# Combining in December



## Tom Bond

I have two hives: one has about 400 bees, and the other has maybe 250 and is dwindling. Should I try to combine them this late in the year?


----------



## drem00

I wouldnt risk combining at this point. If the dwindling hive has a high mite count or another cause then you risk wiping out all the bees with the combine. Better to get a healthy package of bees then keeping around a sickly hive into the new year.


----------



## trishbookworm

400 bees is about 1/4 of 1 comb. I like to see about 4 frames minimum solid with bees. Fewer than that, the odds are very bad. I get real winter, which is more pressure, but even so it sounds like there were cues earlier in the year that would have shown trouble in time to address things. 

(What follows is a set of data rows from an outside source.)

//! Extractors whose rejections render as the fail envelope.

use axum::extract::{FromRequest, FromRequestParts};

use crate::error::AppError;

/// `axum::Json` with malformed bodies answered by `400 {status:"fail"}`
/// instead of axum's plain-text rejection.
#[derive(Debug, FromRequest)]
#[from_request(via(axum::Json), rejection(AppError))]
pub struct JsonBody<T>(pub T);

/// `axum::extract::Query` with undecodable query strings answered by
/// `400 {status:"fail"}`.
#[derive(Debug, FromRequestParts)]
#[from_request(via(axum::extract::Query), rejection(AppError))]
pub struct QueryParams<T>(pub T);
//! HTTP handlers for `/books`.

use std::sync::Arc;

use anyhow::anyhow;
use axum::{
    extract::{Path, State},
    http::StatusCode,
    routing::get,
    Json, Router,
};
use serde::{Deserialize, Serialize};

use bookshelf_http::{ApiResponse, AppError, AppResult, JsonBody, QueryParams};

use super::error::BookError;
use super::models::{Book, BookFilter, BookId, BookPayload, BookSummary};
use super::repository::BookRepository;

pub type SharedBookRepository = Arc<dyn BookRepository>;

/// Query string of `GET /books`. Flags use `1`/`0`.
#[derive(Debug, Default, Deserialize)]
pub struct ListBooksQuery {
    pub name: Option<String>,
    pub reading: Option<String>,
    pub finished: Option<String>,
}

impl From<ListBooksQuery> for BookFilter {
    fn from(query: ListBooksQuery) -> Self {
        Self {
            name: query.name.filter(|name| !name.is_empty()),
            reading: query.reading.as_deref().map(parse_flag),
            finished: query.finished.as_deref().map(parse_flag),
        }
    }
}

/// `"1"` is true, anything else false.
fn parse_flag(value: &str) -> bool {
    value == "1"
}

#[derive(Debug, Serialize)]
#[serde(rename_all = "camelCase")]
pub struct BookCreated {
    pub book_id: BookId,
}

#[derive(Debug, Serialize)]
pub struct BookList {
    pub books: Vec<BookSummary>,
}

#[derive(Debug, Serialize)]
pub struct BookDetail {
    pub book: Book,
}

pub fn router(books: SharedBookRepository) -> Router {
    Router::new()
        .route("/books", get(list_books).post(add_book))
        .route(
            "/books/{id}",
            get(get_book).put(update_book).delete(delete_book),
        )
        .with_state(books)
}

/// Map a domain failure to the envelope, prefixing the operation.
fn reject(action: &str, err: BookError) -> AppError {
    if err.is_validation() {
        return AppError::validation(format!("{action}. {err}"));
    }
    match err {
        BookError::NotFound(_) => AppError::not_found(format!("{action}. {err}")),
        _ => AppError::Internal(anyhow!(err).context(action.to_string())),
    }
}

async fn add_book(
    State(books): State<SharedBookRepository>,
    JsonBody(payload): JsonBody<BookPayload>,
) -> AppResult<(StatusCode, Json<ApiResponse<BookCreated>>)> {
    let book_id = books
        .add(payload)
        .map_err(|err| reject("Failed to add book", err))?;

    Ok(ApiResponse::success(BookCreated { book_id })
        .with_message("Book added successfully")
        .with_status(StatusCode::CREATED))
}

async fn list_books(
    State(books): State<SharedBookRepository>,
    QueryParams(query): QueryParams<ListBooksQuery>,
) -> AppResult<ApiResponse<BookList>> {
    let filter = BookFilter::from(query);
    let books = books
        .list(&filter)
        .map_err(|err| reject("Failed to list books", err))?;

    Ok(ApiResponse::success(BookList { books }))
}

async fn get_book(
    State(books): State<SharedBookRepository>,
    Path(id): Path<String>,
) -> AppResult<ApiResponse<BookDetail>> {
    match books.get(&id) {
        Ok(book) => Ok(ApiResponse::success(BookDetail { book })),
        Err(BookError::NotFound(_)) => Err(AppError::not_found("Book not found")),
        Err(err) => Err(reject("Failed to fetch book", err)),
    }
}

async fn update_book(
    State(books): State<SharedBookRepository>,
    Path(id): Path<String>,
    JsonBody(payload): JsonBody<BookPayload>,
) -> AppResult<ApiResponse> {
    books
        .update(&id, payload)
        .map_err(|err| reject("Failed to update book", err))?;

    Ok(ApiResponse::done("Book updated successfully"))
}

async fn delete_book(
    State(books): State<SharedBookRepository>,
    Path(id): Path<String>,
) -> AppResult<ApiResponse> {
    books
        .delete(&id)
        .map_err(|err| reject("Failed to delete book", err))?;

    Ok(ApiResponse::done("Book deleted successfully"))
}

#[cfg(test)]
mod tests {
    use super::*;

    fn query(name: Option<&str>, reading: Option<&str>, finished: Option<&str>) -> ListBooksQuery {
        ListBooksQuery {
            name: name.map(str::to_string),
            reading: reading.map(str::to_string),
            finished: finished.map(str::to_string),
        }
    }

    #[test]
    fn flags_parse_at_the_boundary() {
        let filter = BookFilter::from(query(Some("war"), Some("1"), Some("0")));
        assert_eq!(filter.name.as_deref(), Some("war"));
        assert_eq!(filter.reading, Some(true));
        assert_eq!(filter.finished, Some(false));

        let filter = BookFilter::from(query(None, Some("yes"), None));
        assert_eq!(filter.reading, Some(false));
        assert_eq!(filter.finished, None);
    }

    #[test]
    fn empty_name_filter_is_ignored() {
        let filter = BookFilter::from(query(Some(""), None, None));
        assert_eq!(filter, BookFilter::default());
    }

    #[test]
    fn reject_prefixes_the_action() {
        let err = reject("Failed to add book", BookError::MissingName);
        assert_eq!(err.status(), StatusCode::BAD_REQUEST);
        assert_eq!(
            err.to_string(),
            "validation error: Failed to add book. Please provide the book name"
        );

        let err = reject(
            "Failed to delete book",
            BookError::NotFound(BookId::from("x".to_string())),
        );
        assert_eq!(err.status(), StatusCode::NOT_FOUND);

        let err = reject(
            "Failed to add book",
            BookError::Storage("lock poisoned".to_string()),
        );
        assert_eq!(err.status(), StatusCode::INTERNAL_SERVER_ERROR);
        assert_eq!(err.to_string(), "Failed to add book");
    }
}
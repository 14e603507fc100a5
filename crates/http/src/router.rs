//! Router builder for the bookshelf HTTP server

use axum::{extract::Request, http::HeaderValue, routing::get, Router};
use std::time::Duration;
use tower::ServiceBuilder;
use tower_http::{
    cors::{Any, CorsLayer},
    request_id::{MakeRequestId, PropagateRequestIdLayer, RequestId, SetRequestIdLayer},
    timeout::TimeoutLayer,
    trace::{DefaultMakeSpan, DefaultOnRequest, DefaultOnResponse, TraceLayer},
};
use uuid::{Timestamp, Uuid};

use bookshelf_kernel::ModuleRegistry;

use crate::error::AppError;

/// Builder for constructing the main HTTP router.
///
/// Axum layers only wrap routes that already exist, so mount routes first
/// and add middleware last.
pub struct RouterBuilder {
    router: Router,
}

impl RouterBuilder {
    /// Create a new router builder
    pub fn new() -> Self {
        Self {
            router: Router::new(),
        }
    }

    /// Add a route to the router
    pub fn route(mut self, path: &str, route: axum::routing::MethodRouter) -> Self {
        self.router = self.router.route(path, route);
        self
    }

    /// Mount a module's router, nested under `prefix` when it is non-empty
    pub fn mount_module(mut self, prefix: &str, module_router: Router) -> Self {
        self.router = if prefix.is_empty() {
            self.router.merge(module_router)
        } else {
            self.router.nest(prefix, module_router)
        };
        self
    }

    /// Answer unknown routes and unsupported methods with the fail envelope.
    /// Only routes mounted before this call get the method fallback.
    pub fn with_fallback(mut self) -> Self {
        self.router = self
            .router
            .fallback(|| async { AppError::not_found("Resource not found") })
            .method_not_allowed_fallback(|| async {
                AppError::MethodNotAllowed("Method not allowed".to_string())
            });
        self
    }

    /// Add tracing middleware
    pub fn with_tracing(mut self) -> Self {
        self.router = self.router.layer(
            TraceLayer::new_for_http()
                .make_span_with(DefaultMakeSpan::new().include_headers(true))
                .on_request(DefaultOnRequest::new().level(tracing::Level::INFO))
                .on_response(DefaultOnResponse::new().level(tracing::Level::INFO)),
        );
        self
    }

    /// Add CORS middleware
    pub fn with_cors(mut self) -> Self {
        self.router = self.router.layer(
            CorsLayer::new()
                .allow_origin(Any)
                .allow_methods(Any)
                .allow_headers(Any),
        );
        self
    }

    /// Set `x-request-id` on requests lacking one and echo it on responses
    pub fn with_request_id(mut self) -> Self {
        self.router = self.router.layer(
            ServiceBuilder::new()
                .layer(SetRequestIdLayer::x_request_id(MakeRequestUuidV7))
                .layer(PropagateRequestIdLayer::x_request_id()),
        );
        self
    }

    /// Add timeout middleware
    pub fn with_timeout(mut self, timeout_ms: u64) -> Self {
        self.router = self
            .router
            .layer(TimeoutLayer::new(Duration::from_millis(timeout_ms)));
        self
    }

    /// Add OpenAPI documentation by collecting specs from all modules
    pub fn with_openapi(mut self, registry: &ModuleRegistry, prefix: &str) -> Self {
        let openapi_spec = merged_openapi(registry, prefix);

        // SwaggerUI wants a typed document; fall back to a bare one if a
        // module fragment does not deserialize.
        let openapi_obj: utoipa::openapi::OpenApi = serde_json::from_value(openapi_spec.clone())
            .unwrap_or_else(|err| {
                tracing::warn!(error = %err, "merged OpenAPI document is invalid");
                utoipa::openapi::OpenApiBuilder::new()
                    .info(
                        utoipa::openapi::InfoBuilder::new()
                            .title("Bookshelf API")
                            .version("1.0.0")
                            .build(),
                    )
                    .build()
            });

        self.router = self.router.merge(
            utoipa_swagger_ui::SwaggerUi::new("/swagger-ui")
                .url("/api-docs/openapi.json", openapi_obj),
        );

        // Also serve the raw JSON spec for external consumers
        self.router = self.router.route(
            "/docs/openapi.json",
            get(move || async move { axum::Json(openapi_spec.clone()) }),
        );

        self
    }

    /// Build the final router
    pub fn build(self) -> Router {
        self.router
    }
}

impl Default for RouterBuilder {
    fn default() -> Self {
        Self::new()
    }
}

/// Merge every module's OpenAPI fragment into one document
pub fn merged_openapi(registry: &ModuleRegistry, prefix: &str) -> serde_json::Value {
    let mut openapi_spec = serde_json::json!({
        "openapi": "3.1.0",
        "info": {
            "title": "Bookshelf API",
            "version": "1.0.0",
            "description": "In-memory book catalogue"
        },
        "paths": {},
        "components": {
            "schemas": {}
        }
    });

    openapi_spec["components"]["schemas"]["FailResponse"] = serde_json::json!({
        "type": "object",
        "properties": {
            "status": {
                "type": "string",
                "enum": ["fail"]
            },
            "message": {
                "type": "string"
            }
        },
        "required": ["status", "message"]
    });

    openapi_spec["paths"]["/healthz"] = serde_json::json!({
        "get": {
            "summary": "Health check",
            "responses": {
                "200": {
                    "description": "OK",
                    "content": {
                        "text/plain": {
                            "schema": {
                                "type": "string"
                            }
                        }
                    }
                }
            }
        }
    });

    for module in registry.modules() {
        let Some(module_spec) = module.openapi() else {
            continue;
        };

        if let Some(paths) = module_spec.get("paths").and_then(|p| p.as_object()) {
            for (path, path_item) in paths {
                openapi_spec["paths"][format!("{}{}", prefix, path)] = path_item.clone();
            }
        }

        if let Some(schemas) = module_spec
            .get("components")
            .and_then(|c| c.get("schemas"))
            .and_then(|s| s.as_object())
        {
            for (schema_name, schema_def) in schemas {
                openapi_spec["components"]["schemas"][schema_name] = schema_def.clone();
            }
        }
    }

    openapi_spec
}

/// Request ID generator producing time-ordered UUIDs
#[derive(Clone, Copy)]
struct MakeRequestUuidV7;

impl MakeRequestId for MakeRequestUuidV7 {
    fn make_request_id<B>(&mut self, _request: &Request<B>) -> Option<RequestId> {
        let timestamp = Timestamp::now(uuid::NoContext);
        let request_id = Uuid::new_v7(timestamp)
            .to_string()
            .parse::<HeaderValue>()
            .ok()?;
        Some(RequestId::new(request_id))
    }
}
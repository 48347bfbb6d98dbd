// src/config/validate.rs

use crate::config::model::{ConfigFile, RawConfigFile};
use crate::errors::{RebakeError, Result};
use crate::plan::artifacts::compile_artifact_patterns;

impl TryFrom<RawConfigFile> for ConfigFile {
    type Error = RebakeError;

    fn try_from(raw: RawConfigFile) -> std::result::Result<Self, Self::Error> {
        validate_raw_config(&raw)?;
        Ok(ConfigFile::new_unchecked(raw.build, raw.tool))
    }
}

fn validate_raw_config(cfg: &RawConfigFile) -> Result<()> {
    validate_names(cfg)?;
    validate_targets(cfg)?;
    validate_artifacts(cfg)?;
    Ok(())
}

fn validate_names(cfg: &RawConfigFile) -> Result<()> {
    let required = [
        ("[build].target", cfg.build.target.as_str()),
        ("[build].default_task", cfg.build.default_task.as_str()),
        ("[build].build_task", cfg.build.build_task.as_str()),
        ("[build].clean_task", cfg.build.clean_task.as_str()),
        ("[build].provided_var", cfg.build.provided_var.as_str()),
        ("[tool].program", cfg.tool.program.as_str()),
        ("[tool].graph_file", cfg.tool.graph_file.as_str()),
    ];

    for (key, value) in required {
        if value.trim().is_empty() {
            return Err(RebakeError::Config(format!("{key} must not be empty")));
        }
    }
    Ok(())
}

fn validate_targets(cfg: &RawConfigFile) -> Result<()> {
    if cfg.build.exclude_target() == Some(cfg.build.target.as_str()) {
        return Err(RebakeError::Config(format!(
            "target '{}' cannot also be the exclude target",
            cfg.build.target
        )));
    }
    Ok(())
}

fn validate_artifacts(cfg: &RawConfigFile) -> Result<()> {
    compile_artifact_patterns(&cfg.tool.artifacts)
        .map(|_| ())
        .map_err(|e| RebakeError::Config(format!("[tool].artifacts: {e}")))
}

#[cfg(test)]
mod tests {
    use super::*;

    #[test]
    fn defaults_are_valid() {
        let cfg = ConfigFile::try_from(RawConfigFile::default()).unwrap();
        assert_eq!(cfg.build.target, "core-image-base");
        assert_eq!(cfg.exclude_target(), Some("pseudo-native"));
        assert_eq!(cfg.tool.artifacts, vec!["*.dot", "pn-buildlist"]);
    }

    #[test]
    fn empty_program_is_rejected() {
        let mut raw = RawConfigFile::default();
        raw.tool.program = " ".to_string();

        match ConfigFile::try_from(raw) {
            Err(RebakeError::Config(msg)) => assert!(msg.contains("[tool].program")),
            other => panic!("expected Config error, got {other:?}"),
        }
    }

    #[test]
    fn target_equal_to_exclude_target_is_rejected() {
        let mut raw = RawConfigFile::default();
        raw.build.target = "pseudo-native".to_string();
        assert!(matches!(ConfigFile::try_from(raw), Err(RebakeError::Config(_))));
    }

    #[test]
    fn blank_exclude_target_disables_exclusion() {
        let mut raw = RawConfigFile::default();
        raw.build.exclude_target = Some(String::new());
        let cfg = ConfigFile::try_from(raw).unwrap();
        assert_eq!(cfg.exclude_target(), None);
    }

    #[test]
    fn bad_artifact_glob_is_rejected() {
        let mut raw = RawConfigFile::default();
        raw.tool.artifacts = vec!["[unclosed".to_string()];
        match ConfigFile::try_from(raw) {
            Err(RebakeError::Config(msg)) => assert!(msg.contains("artifacts")),
            other => panic!("expected Config error, got {other:?}"),
        }
    }
}
// src/cli.rs

//! CLI argument parsing using `clap`.

use std::path::PathBuf;

use clap::{Args, Parser, Subcommand, ValueEnum};

use crate::config::ConfigOverrides;

/// Command-line arguments for `rebake`.
#[derive(Debug, Clone, Parser)]
#[command(
    name = "rebake",
    version,
    about = "Clean and rebuild every recipe a BitBake target depends on, in build order.",
    long_about = None
)]
pub struct CliArgs {
    /// Path to the config file (TOML).
    ///
    /// Default: `Rebake.toml` in the current working directory, if present.
    #[arg(long, value_name = "PATH", global = true)]
    pub config: Option<PathBuf>,

    /// Logging level (error, warn, info, debug, trace).
    ///
    /// If omitted, `REBAKE_LOG` or a default level will be used.
    #[arg(long, value_enum, value_name = "LEVEL", global = true)]
    pub log_level: Option<LogLevel>,

    #[command(subcommand)]
    pub command: Command,
}

#[derive(Debug, Clone, Subcommand)]
pub enum Command {
    /// Clean and rebuild each recipe needed by TARGET, dependencies first.
    Rebuild(RebuildArgs),

    /// Print the recipes `rebuild` would process, one per line.
    Recipes(TargetArgs),

    /// Print every `recipe.task` NODE depends on in a dot graph, in build order.
    Deps {
        /// Graph file written by `bitbake -g` (e.g. `task-depends.dot`).
        #[arg(value_name = "DOTFILE")]
        dotfile: PathBuf,

        /// Start node, e.g. `core-image-base.do_build`.
        #[arg(value_name = "NODE")]
        node: String,
    },
}

/// Target selection shared by `rebuild` and `recipes`.
#[derive(Debug, Clone, Args)]
pub struct TargetArgs {
    /// Target to rebuild (defaults to `[build].target`).
    #[arg(value_name = "TARGET")]
    pub target: Option<String>,

    /// Recipes needed by this target are treated as already built.
    #[arg(long, value_name = "TARGET", conflicts_with = "no_exclude")]
    pub exclude_target: Option<String>,

    /// Do not exclude any baseline target's recipes.
    #[arg(long)]
    pub no_exclude: bool,
}

#[derive(Debug, Clone, Args)]
pub struct RebuildArgs {
    #[command(flatten)]
    pub target: TargetArgs,

    /// Skip the clean step before each rebuild.
    #[arg(long)]
    pub no_clean: bool,
}

impl TargetArgs {
    pub fn overrides(&self) -> ConfigOverrides {
        ConfigOverrides {
            target: self.target.clone(),
            exclude_target: self.exclude_target.clone(),
            no_exclude: self.no_exclude,
            no_clean: false,
        }
    }
}

impl RebuildArgs {
    pub fn overrides(&self) -> ConfigOverrides {
        ConfigOverrides {
            no_clean: self.no_clean,
            ..self.target.overrides()
        }
    }
}

/// Log level as exposed on the CLI.
#[derive(Debug, Copy, Clone, ValueEnum)]
pub enum LogLevel {
    Error,
    Warn,
    Info,
    Debug,
    Trace,
}

/// Convenience wrapper around `CliArgs::parse()`.
pub fn parse() -> CliArgs {
    CliArgs::parse()
}
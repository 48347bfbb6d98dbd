// src/fs/mock.rs

use super::FileSystem;
use anyhow::{anyhow, Result};
use std::collections::BTreeMap;
use std::path::{Component, Path, PathBuf};
use std::sync::{Arc, Mutex};

/// In-memory filesystem holding files only; directories exist implicitly
/// as the parents of stored files.
///
/// Clones share the same storage, so a test can hand one clone to the code
/// under test and inspect another.
#[derive(Debug, Clone, Default)]
pub struct MockFileSystem {
    files: Arc<Mutex<BTreeMap<PathBuf, Vec<u8>>>>,
}

/// Drop `.` components so `./a` and `a` name the same entry.
fn normalize(path: &Path) -> PathBuf {
    let cleaned: PathBuf = path
        .components()
        .filter(|c| !matches!(c, Component::CurDir))
        .collect();
    if cleaned.as_os_str().is_empty() {
        PathBuf::from(".")
    } else {
        cleaned
    }
}

fn parent_of(path: &Path) -> PathBuf {
    match path.parent() {
        Some(parent) if !parent.as_os_str().is_empty() => normalize(parent),
        _ => PathBuf::from("."),
    }
}

impl MockFileSystem {
    pub fn new() -> Self {
        Self::default()
    }

    pub fn add_file(&self, path: impl AsRef<Path>, content: impl Into<Vec<u8>>) {
        let mut files = self.files.lock().unwrap();
        files.insert(normalize(path.as_ref()), content.into());
    }

    /// All stored file paths, sorted.
    pub fn paths(&self) -> Vec<PathBuf> {
        self.files.lock().unwrap().keys().cloned().collect()
    }

    fn is_dir(files: &BTreeMap<PathBuf, Vec<u8>>, dir: &Path) -> bool {
        dir == Path::new(".") || files.keys().any(|p| p.starts_with(dir) && p != dir)
    }
}

impl FileSystem for MockFileSystem {
    fn read_to_string(&self, path: &Path) -> Result<String> {
        let files = self.files.lock().unwrap();
        match files.get(&normalize(path)) {
            Some(content) => {
                String::from_utf8(content.clone()).map_err(|e| anyhow!("Invalid UTF-8: {}", e))
            }
            None => Err(anyhow!("File not found: {:?}", path)),
        }
    }

    fn exists(&self, path: &Path) -> bool {
        let files = self.files.lock().unwrap();
        let path = normalize(path);
        files.contains_key(&path) || Self::is_dir(&files, &path)
    }

    fn read_dir(&self, path: &Path) -> Result<Vec<PathBuf>> {
        let files = self.files.lock().unwrap();
        let dir = normalize(path);
        if !Self::is_dir(&files, &dir) {
            return Err(anyhow!("Not a directory or not found: {:?}", path));
        }

        let mut entries: Vec<PathBuf> = Vec::new();
        for file in files.keys() {
            // Direct children only; deeper files surface as their top directory.
            let relative = if dir == Path::new(".") {
                file.as_path()
            } else if let Ok(rest) = file.strip_prefix(&dir) {
                rest
            } else {
                continue;
            };
            if let Some(first) = relative.components().next() {
                let child = dir.join(first);
                if !entries.contains(&child) {
                    entries.push(child);
                }
            }
        }
        Ok(entries)
    }

    fn remove(&self, path: &Path) -> Result<()> {
        let mut files = self.files.lock().unwrap();
        let path = normalize(path);
        if files.remove(&path).is_some() {
            return Ok(());
        }
        if Self::is_dir(&files, &path) && path != Path::new(".") {
            files.retain(|p, _| !p.starts_with(&path));
            return Ok(());
        }
        Err(anyhow!("File not found: {:?}", path))
    }
}
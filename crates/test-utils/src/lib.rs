//! Shared helpers for `rebake` tests: tracing setup, timeouts, captured
//! output, config and graph builders, and a fake build tool.

pub mod builders;
pub mod fake_tool;

use std::future::Future;
use std::io::{self, Write};
use std::sync::{Arc, Mutex, Once};
use std::time::Duration;

use rebake::logging::LOG_ENV;
use tracing_subscriber::EnvFilter;

static TRACING: Once = Once::new();

/// Route `tracing` output into the test harness's captured output.
///
/// Reads the same `REBAKE_LOG` directives as the binary, defaulting to
/// `info`. Captured logs show up only for failing tests unless the run
/// uses `--nocapture`.
pub fn init_tracing() {
    TRACING.call_once(|| {
        let filter = EnvFilter::try_from_env(LOG_ENV).unwrap_or_else(|_| EnvFilter::new("info"));
        let _ = tracing_subscriber::fmt()
            .with_env_filter(filter)
            .with_test_writer()
            .try_init();
    });
}

/// Fail the test if `fut` takes longer than five seconds.
pub async fn with_timeout<F: Future>(fut: F) -> F::Output {
    match tokio::time::timeout(Duration::from_secs(5), fut).await {
        Ok(out) => out,
        Err(_) => panic!("test timed out after 5s"),
    }
}

/// In-memory writer for capturing `StatusReporter` output.
#[derive(Debug, Clone, Default)]
pub struct SharedBuffer(Arc<Mutex<Vec<u8>>>);

impl SharedBuffer {
    pub fn new() -> Self {
        Self::default()
    }

    pub fn text(&self) -> String {
        String::from_utf8_lossy(&self.0.lock().unwrap()).into_owned()
    }

    pub fn lines(&self) -> Vec<String> {
        self.text().lines().map(str::to_string).collect()
    }
}

impl Write for SharedBuffer {
    fn write(&mut self, buf: &[u8]) -> io::Result<usize> {
        self.0.lock().unwrap().extend_from_slice(buf);
        Ok(buf.len())
    }

    fn flush(&mut self) -> io::Result<()> {
        Ok(())
    }
}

Bees are very different from mammals or birds, and before you say "duh!", just keep in mind that in early fall, a starving mammal or bird can be fed and will probably be OK by winter. Not so for bees - in late summer/early fall, the hive needs to be populous enough to "pamper" the new bees being born. Those are called the winter bees. If their sisters are able to forage and to feed them so they don't have to make many flights or become nurse bees, then they will be able to build their fat stores for the winter. If those winter bees have to forage early, or feed younger sisters, they will not be able to build fat stores. 

And if the varroa mites are too populous, the fat stores are drained early and those bees won't be able to make it though winter. 

fleas and worms aren't nearly as hard on their prey!


----------